■ **EXERCISE DESCRIPTION**
Show every line of the material that follows in which the word "voice" occurs.

■ **RECORDS SHOWN**

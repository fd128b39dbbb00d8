// Integration test for look-ahead scheduling
// Drives the scheduler with a simulated 25ms timer across tempos and grid sizes

use beat_sequencer::audio::sink::SoundSink;
use beat_sequencer::synth::voice::Voice;
use beat_sequencer::{Grid, Instrument, LookAheadScheduler, NoteEvent, SequencerState, StepCount, Tempo};

const WINDOW: f64 = 0.1;
const TICK: f64 = 0.025;

struct CollectingSink {
    starts: Vec<f64>,
}

impl SoundSink for CollectingSink {
    fn sample_rate(&self) -> f32 {
        8000.0
    }

    fn schedule(&mut self, voice: Voice) {
        self.starts.push(voice.start_time());
    }
}

fn every_step(step_count: StepCount, bpm: u32) -> SequencerState {
    let mut grid = Grid::new(step_count);
    for step in 0..step_count.len() {
        grid.set(Instrument::Rim.index(), step, true);
    }
    SequencerState::new(grid, Tempo::new(bpm).unwrap())
}

#[test]
fn test_one_loop_advances_by_loop_duration() {
    for step_count in StepCount::ALL {
        for bpm in [1, 60, 97, 120, 174, 200, 999] {
            let state = every_step(step_count, bpm);
            let mut scheduler = LookAheadScheduler::new(WINDOW, 0.05);
            let mut sink = CollectingSink { starts: Vec::new() };

            scheduler.start(0.0);
            let start_time = scheduler.cursor().unwrap().next_note_time;

            let mut now = 0.0;
            let mut events: Vec<NoteEvent> = Vec::new();
            while events.len() < step_count.len() {
                events.extend(scheduler.tick(now, &state, &mut sink));
                now += TICK;
            }

            // A tick can run past the loop end; count only the first loop
            let cursor = scheduler.cursor().unwrap();
            let emitted = events.len() as f64;
            let expected = start_time + emitted * 15.0 / bpm as f64;
            assert!(
                (cursor.next_note_time - expected).abs() < 1e-9,
                "S={} T={}: {} vs {}",
                step_count,
                bpm,
                cursor.next_note_time,
                expected
            );

            let steps: Vec<usize> = events.iter().take(step_count.len()).map(|e| e.step).collect();
            assert_eq!(steps, (0..step_count.len()).collect::<Vec<_>>());
            assert_eq!(sink.starts.len(), events.len());
        }
    }
}

#[test]
fn test_every_event_inside_look_ahead_window() {
    let state = every_step(StepCount::Sixteen, 200);
    let mut scheduler = LookAheadScheduler::new(WINDOW, 0.05);
    let mut sink = CollectingSink { starts: Vec::new() };

    scheduler.start(0.0);
    let mut now = 0.0;
    // Irregular timer: 25ms nominal with occasional long stalls
    for i in 0..400 {
        let events = scheduler.tick(now, &state, &mut sink);
        for event in events {
            assert!(event.time >= now, "event in the past at tick {}", i);
            assert!(event.time < now + WINDOW, "event beyond window at tick {}", i);
        }
        now += if i % 37 == 0 { 0.4 } else { TICK };
    }
}

#[test]
fn test_no_step_dropped_under_stalls() {
    let state = every_step(StepCount::Eight, 120);
    let mut scheduler = LookAheadScheduler::new(WINDOW, 0.05);
    let mut sink = CollectingSink { starts: Vec::new() };

    scheduler.start(0.0);
    let mut steps = Vec::new();
    for now in [0.0, 0.9, 0.95, 3.0, 3.1] {
        steps.extend(scheduler.tick(now, &state, &mut sink).into_iter().map(|e| e.step));
    }

    // Cursor reaches 3.1 + 0.1 = 3.2: steps at 0.05 + k*0.125 < 3.2 -> k = 0..=25
    assert_eq!(steps.len(), 26);
    for (i, step) in steps.iter().enumerate() {
        assert_eq!(*step, i % 8);
    }
}

#[test]
fn test_stop_then_restart() {
    let state = every_step(StepCount::Eight, 120);
    let mut scheduler = LookAheadScheduler::new(WINDOW, 0.05);
    let mut sink = CollectingSink { starts: Vec::new() };

    scheduler.start(0.0);
    scheduler.tick(1.0, &state, &mut sink);
    scheduler.stop();

    let emitted = sink.starts.len();
    for i in 0..10 {
        assert!(scheduler.tick(2.0 + i as f64 * TICK, &state, &mut sink).is_empty());
    }
    assert_eq!(sink.starts.len(), emitted);

    scheduler.start(5.0);
    let events = scheduler.tick(5.0, &state, &mut sink);
    assert_eq!(events[0].step, 0);
    assert!((events[0].time - 5.05).abs() < 1e-12);
}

■ **TASK RESPONSE**
use beat_sequencer::synth::voice::Voice;
    fn schedule(&mut self, voice: Voice) {
        self.starts.push(voice.start_time());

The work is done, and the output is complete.